What they don't tell you is there are hundreds of additives listed by the FDA under the GRAS and you ingest them each and every day without harm!

We've left a link at the bottom of this blog that takes you to the Food Additive Status List, produced by the FDA. When you have time, use the link and then get some items out your fridge, larder, food cupboards and check against the list and see how many items you recognize..

Then you'll understand that Essential Oils are just as safe to cook with as the hundreds of additives on the FDA list that you are already familiar with.

Caution: 100% pure and natural botanicals are very strong, please check with our Certified Aromatherapist before cooking if you're unsure how to use them safely.

Ideas and Tips

Using Citrus Oils in Place of Citrus Zest

  • Substitute lemon oil for lemon zest, orange oil for orange zest and lime oil for lime zest.

  • In recipes calling for grated citrus zest or peel start with 1/8 teaspoon essential oil in place of 1 tablespoon of zest. No more grated knuckles! This is an easy way to add a punch of citrus flavor to glazes, toppings, sauces – even piecrust!

Using Essential Oils in Savory Cooking

  • For most oils, one drop replaces a teaspoon of dried herb or spice.

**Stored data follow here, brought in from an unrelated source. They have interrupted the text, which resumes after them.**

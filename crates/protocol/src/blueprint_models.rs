//! Game blueprint models.
//!
//! A blueprint is a typed document describing one interactive game. The
//! `templateType` discriminant selects the variant, and each variant carries
//! its own required fields. The set of variants is closed: adding a game
//! type means adding a variant here and handling it everywhere it is matched.

use serde::{Deserialize, Serialize};
use std::fmt;
use ts_rs::TS;

/// Template tags the backend registry knows about.
///
/// Only the tags with a [`BlueprintKind`] can be played by this client.
pub const REGISTRY_TEMPLATE_TAGS: [&str; 19] = [
    "LABEL_DIAGRAM",
    "IMAGE_HOTSPOT_QA",
    "SEQUENCE_BUILDER",
    "TIMELINE_ORDER",
    "BUCKET_SORT",
    "MATCH_PAIRS",
    "MATRIX_MATCH",
    "PARAMETER_PLAYGROUND",
    "GRAPH_SKETCHER",
    "VECTOR_SANDBOX",
    "STATE_TRACER_CODE",
    "SPOT_THE_MISTAKE",
    "CONCEPT_MAP_BUILDER",
    "MICRO_SCENARIO_BRANCHING",
    "DESIGN_CONSTRAINT_BUILDER",
    "PROBABILITY_LAB",
    "BEFORE_AFTER_TRANSFORMER",
    "GEOMETRY_BUILDER",
    "MULTIPLE_CHOICE_STORY",
];

/// A game blueprint, tagged by `templateType`.
///
/// ```json
/// {
///   "templateType": "PARAMETER_PLAYGROUND",
///   "title": "Projectile motion",
///   "narrativeIntro": "Launch the ball over the wall.",
///   "parameters": [
///     { "id": "angle", "label": "Angle", "type": "slider", "min": 0, "max": 90, "defaultValue": 45 }
///   ],
///   "visualization": { "assetUrl": "https://cdn.example/arc.png" }
/// }
/// ```
#[derive(Serialize, Deserialize, Debug, Clone, PartialEq, TS)]
#[serde(tag = "templateType")]
pub enum GameBlueprint {
    #[serde(rename = "PARAMETER_PLAYGROUND")]
    ParameterPlayground(ParameterPlaygroundBlueprint),

    #[serde(rename = "MULTIPLE_CHOICE_STORY")]
    MultipleChoiceStory(MultipleChoiceStoryBlueprint),

    #[serde(rename = "SEQUENCE_BUILDER")]
    SequenceBuilder(SequenceBuilderBlueprint),
}

impl GameBlueprint {
    pub fn kind(&self) -> BlueprintKind {
        match self {
            Self::ParameterPlayground(_) => BlueprintKind::ParameterPlayground,
            Self::MultipleChoiceStory(_) => BlueprintKind::MultipleChoiceStory,
            Self::SequenceBuilder(_) => BlueprintKind::SequenceBuilder,
        }
    }

    pub fn title(&self) -> &str {
        match self {
            Self::ParameterPlayground(b) => &b.title,
            Self::MultipleChoiceStory(b) => &b.title,
            Self::SequenceBuilder(b) => &b.title,
        }
    }

    pub fn question_flow(&self) -> &[QuestionPrompt] {
        match self {
            Self::ParameterPlayground(b) => &b.question_flow,
            Self::MultipleChoiceStory(b) => &b.question_flow,
            Self::SequenceBuilder(b) => &b.question_flow,
        }
    }

    /// Number of questions a session over this blueprint will ask.
    ///
    /// A blueprint without a question flow still counts as one question.
    pub fn question_count(&self) -> usize {
        self.question_flow().len().max(1)
    }
}

/// Discriminant of the supported blueprint variants.
#[derive(Serialize, Deserialize, Debug, Clone, Copy, PartialEq, Eq, Hash, TS)]
#[serde(rename_all = "SCREAMING_SNAKE_CASE")]
pub enum BlueprintKind {
    ParameterPlayground,
    MultipleChoiceStory,
    SequenceBuilder,
}

impl BlueprintKind {
    pub fn tag(self) -> &'static str {
        match self {
            Self::ParameterPlayground => "PARAMETER_PLAYGROUND",
            Self::MultipleChoiceStory => "MULTIPLE_CHOICE_STORY",
            Self::SequenceBuilder => "SEQUENCE_BUILDER",
        }
    }

    pub fn from_tag(tag: &str) -> Option<Self> {
        match tag {
            "PARAMETER_PLAYGROUND" => Some(Self::ParameterPlayground),
            "MULTIPLE_CHOICE_STORY" => Some(Self::MultipleChoiceStory),
            "SEQUENCE_BUILDER" => Some(Self::SequenceBuilder),
            _ => None,
        }
    }
}

impl fmt::Display for BlueprintKind {
    fn fmt(&self, f: &mut fmt::Formatter<'_>) -> fmt::Result {
        f.write_str(self.tag())
    }
}

/// Explore a model by adjusting its parameters.
#[derive(Serialize, Deserialize, Debug, Clone, PartialEq, TS)]
#[serde(rename_all = "camelCase")]
pub struct ParameterPlaygroundBlueprint {
    pub title: String,
    pub narrative_intro: String,
    pub parameters: Vec<BlueprintParameter>,
    pub visualization: VisualizationDescriptor,
    #[serde(default)]
    pub question_flow: Vec<QuestionPrompt>,
}

/// A story told through a flow of multiple-choice questions.
#[derive(Serialize, Deserialize, Debug, Clone, PartialEq, TS)]
#[serde(rename_all = "camelCase")]
pub struct MultipleChoiceStoryBlueprint {
    pub title: String,
    pub narrative_intro: String,
    pub question_flow: Vec<QuestionPrompt>,
    #[serde(default)]
    pub visualization: VisualizationDescriptor,
}

/// Put a set of items into the right order.
#[derive(Serialize, Deserialize, Debug, Clone, PartialEq, TS)]
#[serde(rename_all = "camelCase")]
pub struct SequenceBuilderBlueprint {
    pub title: String,
    pub narrative_intro: String,
    pub items: Vec<SequenceItem>,
    #[serde(default)]
    pub visualization: VisualizationDescriptor,
    #[serde(default)]
    pub question_flow: Vec<QuestionPrompt>,
}

#[derive(Serialize, Deserialize, Debug, Clone, PartialEq, Eq, TS)]
pub struct SequenceItem {
    pub id: String,
    pub text: String,
}

/// One interactive parameter declared by a blueprint.
#[derive(Serialize, Deserialize, Debug, Clone, PartialEq, TS)]
pub struct BlueprintParameter {
    pub id: String,
    pub label: String,
    #[serde(flatten)]
    pub kind: ParameterKind,
}

/// Control kind of a parameter, tagged by `type`.
#[derive(Serialize, Deserialize, Debug, Clone, PartialEq, TS)]
#[serde(tag = "type", rename_all = "lowercase")]
pub enum ParameterKind {
    Slider {
        min: f64,
        max: f64,
        #[serde(default)]
        step: Option<f64>,
        #[serde(rename = "defaultValue")]
        default_value: f64,
    },
    Toggle {
        #[serde(default, rename = "defaultValue")]
        default_value: bool,
    },
    Select {
        options: Vec<String>,
        #[serde(default, rename = "defaultValue")]
        default_value: Option<String>,
    },
}

/// Where the visualization surface of a game gets its content.
#[derive(Serialize, Deserialize, Debug, Clone, PartialEq, Eq, Default, TS)]
#[serde(rename_all = "camelCase")]
pub struct VisualizationDescriptor {
    #[serde(default)]
    pub asset_url: Option<String>,
    #[serde(default)]
    pub caption: Option<String>,
}

/// A question asked during a blueprint game.
#[derive(Serialize, Deserialize, Debug, Clone, PartialEq, Eq, TS)]
#[serde(rename_all = "camelCase")]
pub struct QuestionPrompt {
    pub question_number: u32,
    #[serde(alias = "question")]
    pub prompt: String,
    #[serde(default)]
    pub options: Vec<String>,
}

#[cfg(test)]
mod tests {
    use super::*;

    #[test]
    fn test_kind_tag_round_trip() {
        for kind in [
            BlueprintKind::ParameterPlayground,
            BlueprintKind::MultipleChoiceStory,
            BlueprintKind::SequenceBuilder,
        ] {
            assert_eq!(BlueprintKind::from_tag(kind.tag()), Some(kind));
            assert!(REGISTRY_TEMPLATE_TAGS.contains(&kind.tag()));
        }
        assert_eq!(BlueprintKind::from_tag("GRAPH_SKETCHER"), None);
    }

    #[test]
    fn test_question_count_defaults_to_one() {
        let blueprint = GameBlueprint::SequenceBuilder(SequenceBuilderBlueprint {
            title: "Order the phases".to_string(),
            narrative_intro: "Mitosis".to_string(),
            items: vec![],
            visualization: VisualizationDescriptor::default(),
            question_flow: vec![],
        });
        assert_eq!(blueprint.question_count(), 1);
        assert_eq!(blueprint.kind(), BlueprintKind::SequenceBuilder);
        assert_eq!(blueprint.title(), "Order the phases");
    }
}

  • For bolder tasting herb oils such as Thyme, Oregano (Origanum), Rosemary and Marjoram, dip a toothpick into the bottle and stir into your recipe just before serving. Stronger flavored oils can be simmered at length in soups and stews to produce a milder flavor.

  • For milder herb oils use 1 - 2 drops at the end of cooking, or just before serving. 

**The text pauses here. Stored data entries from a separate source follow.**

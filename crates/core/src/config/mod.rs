//! Configuration loading and management.
//!
//! This module provides functionality to load and validate the client
//! configuration from the `.storyplay/` directory.

pub mod error;
pub mod loader;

Using Essential Oils in Baking and Candy Making

  • Super strength oils, natural essential oils are about 3 to 4 times stronger than alcohol-based extract flavorings (an extract is a flavor diluted in alcohol or a combination of alcohol and water).

  • To substitute natural essential oils for an extract, start by using ¼ teaspoon essential oil in place of 1 teaspoon of an extract. Some essential oils such as clove and peppermint are particularly potent. We recommend starting with less and adding more to taste.

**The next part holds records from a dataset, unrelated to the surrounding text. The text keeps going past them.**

//! Blueprint rendering.
//!
//! A blueprint document is first resolved into the closed [`GameBlueprint`]
//! sum type, then projected into a [`RenderTree`]. Projection is pure: the
//! blueprint is never mutated and control values a player changes live in a
//! [`RenderedGame`], not here.
//!
//! Unknown variant tags fail with [`BlueprintError::Unsupported`]. There is
//! no fallback renderer.

pub mod instance;
pub mod tree;

pub use instance::{ControlError, ControlValue, RenderedGame};
pub use tree::{Control, RenderTree, VisualizationSurface, Widget};

use serde_json::Value;
use sp_protocol::blueprint_models::{
    BlueprintKind, BlueprintParameter, GameBlueprint, MultipleChoiceStoryBlueprint, ParameterKind,
    ParameterPlaygroundBlueprint, SequenceBuilderBlueprint, VisualizationDescriptor,
    REGISTRY_TEMPLATE_TAGS,
};
use thiserror::Error;
use tracing::warn;

#[derive(Error, Debug, Clone, PartialEq)]
pub enum BlueprintError {
    #[error("Unsupported blueprint variant: {tag}")]
    Unsupported { tag: String },

    #[error("Blueprint document has no templateType")]
    MissingTag,

    #[error("Malformed {kind} blueprint: {reason}")]
    Malformed { kind: BlueprintKind, reason: String },

    #[error("Invalid parameter '{id}': {reason}")]
    InvalidParameter { id: String, reason: String },
}

pub type BlueprintResult<T> = Result<T, BlueprintError>;

/// Resolve a raw blueprint document into a typed [`GameBlueprint`].
///
/// The tag comes from the document's own `templateType`, or from
/// `fallback_tag` (the stored envelope's `template_type`) when the document
/// omits it.
pub fn resolve_blueprint(document: &Value, fallback_tag: Option<&str>) -> BlueprintResult<GameBlueprint> {
    let tag = document
        .get("templateType")
        .and_then(Value::as_str)
        .or(fallback_tag)
        .ok_or(BlueprintError::MissingTag)?;

    let Some(kind) = BlueprintKind::from_tag(tag) else {
        if REGISTRY_TEMPLATE_TAGS.contains(&tag) {
            warn!(%tag, "blueprint variant is known but not playable here");
        }
        return Err(BlueprintError::Unsupported {
            tag: tag.to_string(),
        });
    };

    let mut document = document.clone();
    match &mut document {
        Value::Object(fields) => {
            fields.insert("templateType".to_string(), Value::String(kind.tag().to_string()));
        }
        _ => {
            return Err(BlueprintError::Malformed {
                kind,
                reason: "document is not an object".to_string(),
            })
        }
    }

    serde_json::from_value(document).map_err(|e| BlueprintError::Malformed {
        kind,
        reason: e.to_string(),
    })
}

/// Projection of one blueprint variant.
pub trait BlueprintTemplate {
    fn kind(&self) -> BlueprintKind;

    fn controls(&self) -> BlueprintResult<Vec<Control>>;

    fn title(&self) -> &str;

    fn narrative(&self) -> &str;

    fn visualization(&self) -> &VisualizationDescriptor;

    fn project(&self) -> BlueprintResult<RenderTree> {
        Ok(RenderTree {
            kind: self.kind(),
            title: self.title().to_string(),
            narrative: self.narrative().to_string(),
            controls: self.controls()?,
            visualization: VisualizationSurface {
                asset_url: self.visualization().asset_url.clone(),
                caption: self.visualization().caption.clone(),
            },
        })
    }
}

/// Dispatches a blueprint to the template of its variant.
#[derive(Debug, Default, Clone, Copy)]
pub struct BlueprintRenderer;

impl BlueprintRenderer {
    pub fn render(&self, blueprint: &GameBlueprint) -> BlueprintResult<RenderTree> {
        match blueprint {
            GameBlueprint::ParameterPlayground(b) => b.project(),
            GameBlueprint::MultipleChoiceStory(b) => b.project(),
            GameBlueprint::SequenceBuilder(b) => b.project(),
        }
    }

    /// Resolve and render in one step.
    pub fn render_document(&self, document: &Value, fallback_tag: Option<&str>) -> BlueprintResult<RenderTree> {
        self.render(&resolve_blueprint(document, fallback_tag)?)
    }
}

impl BlueprintTemplate for ParameterPlaygroundBlueprint {
    fn kind(&self) -> BlueprintKind {
        BlueprintKind::ParameterPlayground
    }

    fn controls(&self) -> BlueprintResult<Vec<Control>> {
        self.parameters.iter().map(parameter_control).collect()
    }

    fn title(&self) -> &str {
        &self.title
    }

    fn narrative(&self) -> &str {
        &self.narrative_intro
    }

    fn visualization(&self) -> &VisualizationDescriptor {
        &self.visualization
    }
}

impl BlueprintTemplate for MultipleChoiceStoryBlueprint {
    fn kind(&self) -> BlueprintKind {
        BlueprintKind::MultipleChoiceStory
    }

    fn controls(&self) -> BlueprintResult<Vec<Control>> {
        self.question_flow
            .iter()
            .map(|q| {
                if q.options.is_empty() {
                    return Err(BlueprintError::InvalidParameter {
                        id: format!("q{}", q.question_number),
                        reason: "question has no options".to_string(),
                    });
                }
                Ok(Control {
                    id: format!("q{}", q.question_number),
                    label: q.prompt.clone(),
                    widget: Widget::Choice {
                        options: q.options.clone(),
                    },
                })
            })
            .collect()
    }

    fn title(&self) -> &str {
        &self.title
    }

    fn narrative(&self) -> &str {
        &self.narrative_intro
    }

    fn visualization(&self) -> &VisualizationDescriptor {
        &self.visualization
    }
}

impl BlueprintTemplate for SequenceBuilderBlueprint {
    fn kind(&self) -> BlueprintKind {
        BlueprintKind::SequenceBuilder
    }

    fn controls(&self) -> BlueprintResult<Vec<Control>> {
        Ok(vec![Control {
            id: "sequence".to_string(),
            label: "Put the items in order".to_string(),
            widget: Widget::Ordering {
                items: self.items.iter().map(|item| item.text.clone()).collect(),
            },
        }])
    }

    fn title(&self) -> &str {
        &self.title
    }

    fn narrative(&self) -> &str {
        &self.narrative_intro
    }

    fn visualization(&self) -> &VisualizationDescriptor {
        &self.visualization
    }
}

fn parameter_control(parameter: &BlueprintParameter) -> BlueprintResult<Control> {
    let invalid = |reason: String| BlueprintError::InvalidParameter {
        id: parameter.id.clone(),
        reason,
    };

    let widget = match &parameter.kind {
        ParameterKind::Slider {
            min,
            max,
            step,
            default_value,
        } => {
            if !(min.is_finite() && max.is_finite()) || min > max {
                return Err(invalid(format!("bounds {min}..{max} are not a valid range")));
            }
            if !(*min..=*max).contains(default_value) {
                return Err(invalid(format!("default {default_value} is outside {min}..{max}")));
            }
            if let Some(step) = step {
                if *step <= 0.0 {
                    return Err(invalid(format!("step {step} must be positive")));
                }
            }
            Widget::Slider {
                min: *min,
                max: *max,
                step: *step,
                value: *default_value,
            }
        }
        ParameterKind::Toggle { default_value } => Widget::Toggle {
            value: *default_value,
        },
        ParameterKind::Select {
            options,
            default_value,
        } => {
            if options.is_empty() {
                return Err(invalid("select has no options".to_string()));
            }
            if let Some(default) = default_value {
                if !options.contains(default) {
                    return Err(invalid(format!("default '{default}' is not one of the options")));
                }
            }
            Widget::Select {
                options: options.clone(),
                selected: default_value.clone(),
            }
        }
    };

    Ok(Control {
        id: parameter.id.clone(),
        label: parameter.label.clone(),
        widget,
    })
}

Using Essential Oils in Chocolate and Chocolate Crafting

  • Essential oils are appropriate for use in real chocolate and chocolate coating (candy melts).

  • Use approximately 1/4 to 1/2 teaspoon per pound of chocolate or chocolate coating. Also ideal for flavoring candy centers & fondants.

  • To use, add oil to melted chocolate and stir to mix thoroughly. When using a floral or herbal essential oil such as lavender and bergamot, just a hint of essence is needed. We recommend dipping a toothpick into the bottle and stirring into the melted chocolate. With these flavors, it’s best to start with a tiny amount and add as necessary.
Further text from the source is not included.